The Day civil or political has been divided into thirteen Parts. The After-midnight and the Dead of the Night, are the most solemn of them all, and have therefore, it should seem, been appropriated by antient Superstition to the walking of Spirits.

1. After-midnight. 2. Cock-crow. 3. The Space between the first Cock-crow and Break of Day. 4. The Dawn of the Morning. 5. Morning. 6. Noon. 7. Afternoon. 8. Sunset. 9. Twilight. 10. Evening. 11. Candle Time. 12. Bed Time. 13. The Dead of the Night.-The Church of Rome made four nocturnal Vigils: The Conticinium, Gallicinium or Cock-crow, Intempestum et Antelucinum.

Durand. de Nocturnis.

Dr. Johnson, in his Description of the Buller of Buchan, in Scotland, pleasantly tells us, "If I had any Malice against a walking "Spirit, instead of laying him in the Red Sea, I would condemn "him to reside in the Buller of Buchan."

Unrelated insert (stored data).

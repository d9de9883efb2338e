use crate::db::{DbConnection, DbPool};
use crate::domain::product::{NewProduct, Product, ProductPatch};
use crate::domain::types::ProductId;

pub mod errors;
pub mod product;

pub use errors::{RepositoryError, RepositoryResult};

/// Repository implementation backed by Diesel and SQLite.
///
/// The underlying `r2d2::Pool` is cheap to clone, allowing the repository to
/// be passed around freely between handlers.
#[derive(Clone)]
pub struct DieselRepository {
    pool: DbPool, // r2d2::Pool is cheap to clone
}

impl DieselRepository {
    /// Create a new repository from an established database pool.
    pub fn new(pool: DbPool) -> Self {
        Self { pool }
    }

    /// Get a pooled database connection.
    fn conn(&self) -> RepositoryResult<DbConnection> {
        Ok(self.pool.get()?)
    }
}

/// Filter applied when listing products.
///
/// Every present criterion must match; an empty query matches every product.
#[derive(Debug, Clone, Default, PartialEq)]
pub struct ProductListQuery {
    /// Exact, case-sensitive category match. The text is compared as given.
    pub category: Option<String>,
    /// Restrict to active or hidden products.
    pub is_active: Option<bool>,
}

impl ProductListQuery {
    pub fn category(mut self, category: impl Into<String>) -> Self {
        self.category = Some(category.into());
        self
    }

    pub fn active(mut self, is_active: bool) -> Self {
        self.is_active = Some(is_active);
        self
    }
}

/// Read-only operations for product entities.
pub trait ProductReader {
    /// List products matching `query`, most recently created first.
    fn list_products(&self, query: ProductListQuery) -> RepositoryResult<Vec<Product>>;
    /// Retrieve a product by its identifier.
    fn get_product_by_id(&self, id: ProductId) -> RepositoryResult<Option<Product>>;
}

/// Write operations for product entities.
pub trait ProductWriter {
    /// Persist a new product and return it with its assigned id.
    fn create_product(&self, product: &NewProduct) -> RepositoryResult<Product>;
    /// Apply the present fields of `patch`. Fails with [`RepositoryError::NotFound`]
    /// when no product has `id`.
    fn update_product(&self, id: ProductId, patch: &ProductPatch) -> RepositoryResult<Product>;
    /// Permanently remove a product. Fails with [`RepositoryError::NotFound`]
    /// when no product has `id`.
    fn delete_product(&self, id: ProductId) -> RepositoryResult<()>;
}
use actix_web::error::InternalError;
use actix_web::{HttpResponse, web};
use serde_json::json;

use crate::forms::products::{ProductFormError, REQUIRED_FIELDS};
use crate::services::ServiceError;

pub mod main;
pub mod products;

/// Register every endpoint of the catalog API on `cfg`.
pub fn configure(cfg: &mut web::ServiceConfig, max_body_size: usize) {
    cfg.app_data(json_config(max_body_size))
        .app_data(query_config())
        .service(main::index)
        .service(main::health)
        .service(main::list_categories)
        .service(products::list_storefront_products)
        .service(products::list_products)
        .service(products::create_product)
        .service(products::get_product)
        .service(products::update_product)
        .service(products::delete_product)
        .default_service(web::to(main::not_found));
}

/// Malformed or oversized JSON bodies are answered with a 400 in the API's error shape.
fn json_config(limit: usize) -> web::JsonConfig {
    web::JsonConfig::default()
        .limit(limit)
        .error_handler(|err, _req| {
            let response = HttpResponse::BadRequest().json(json!({ "error": err.to_string() }));
            InternalError::from_response(err, response).into()
        })
}

fn query_config() -> web::QueryConfig {
    web::QueryConfig::default().error_handler(|err, _req| {
        let response = HttpResponse::BadRequest().json(json!({ "error": err.to_string() }));
        InternalError::from_response(err, response).into()
    })
}

/// Map a service failure to its HTTP status and JSON body.
pub fn error_response(err: ServiceError) -> HttpResponse {
    match err {
        ServiceError::Form(ProductFormError::MissingField(field)) => {
            HttpResponse::BadRequest().json(json!({
                "error": "Missing required fields",
                "field": field,
                "required": REQUIRED_FIELDS,
            }))
        }
        ServiceError::Form(err) => {
            HttpResponse::BadRequest().json(json!({ "error": err.to_string() }))
        }
        ServiceError::InvalidId(_) => {
            HttpResponse::BadRequest().json(json!({ "error": "Invalid product ID" }))
        }
        ServiceError::NotFound => {
            HttpResponse::NotFound().json(json!({ "error": "Product not found" }))
        }
        ServiceError::Internal => {
            HttpResponse::InternalServerError().json(json!({ "error": "Internal server error" }))
        }
    }
}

The Streets of this Northern Metropolis were formerly (so vulgar Tradition has it) haunted by a nightly Guest, which appeared in the Shape of a Mastiff Dog, &c. and terrified such as were afraid of Shadows. This Word is a Corruption of the Anglo-Saxon 3ast, spiritus, anima. I have heard, when a Boy, many Stories concerning it.

CHAP.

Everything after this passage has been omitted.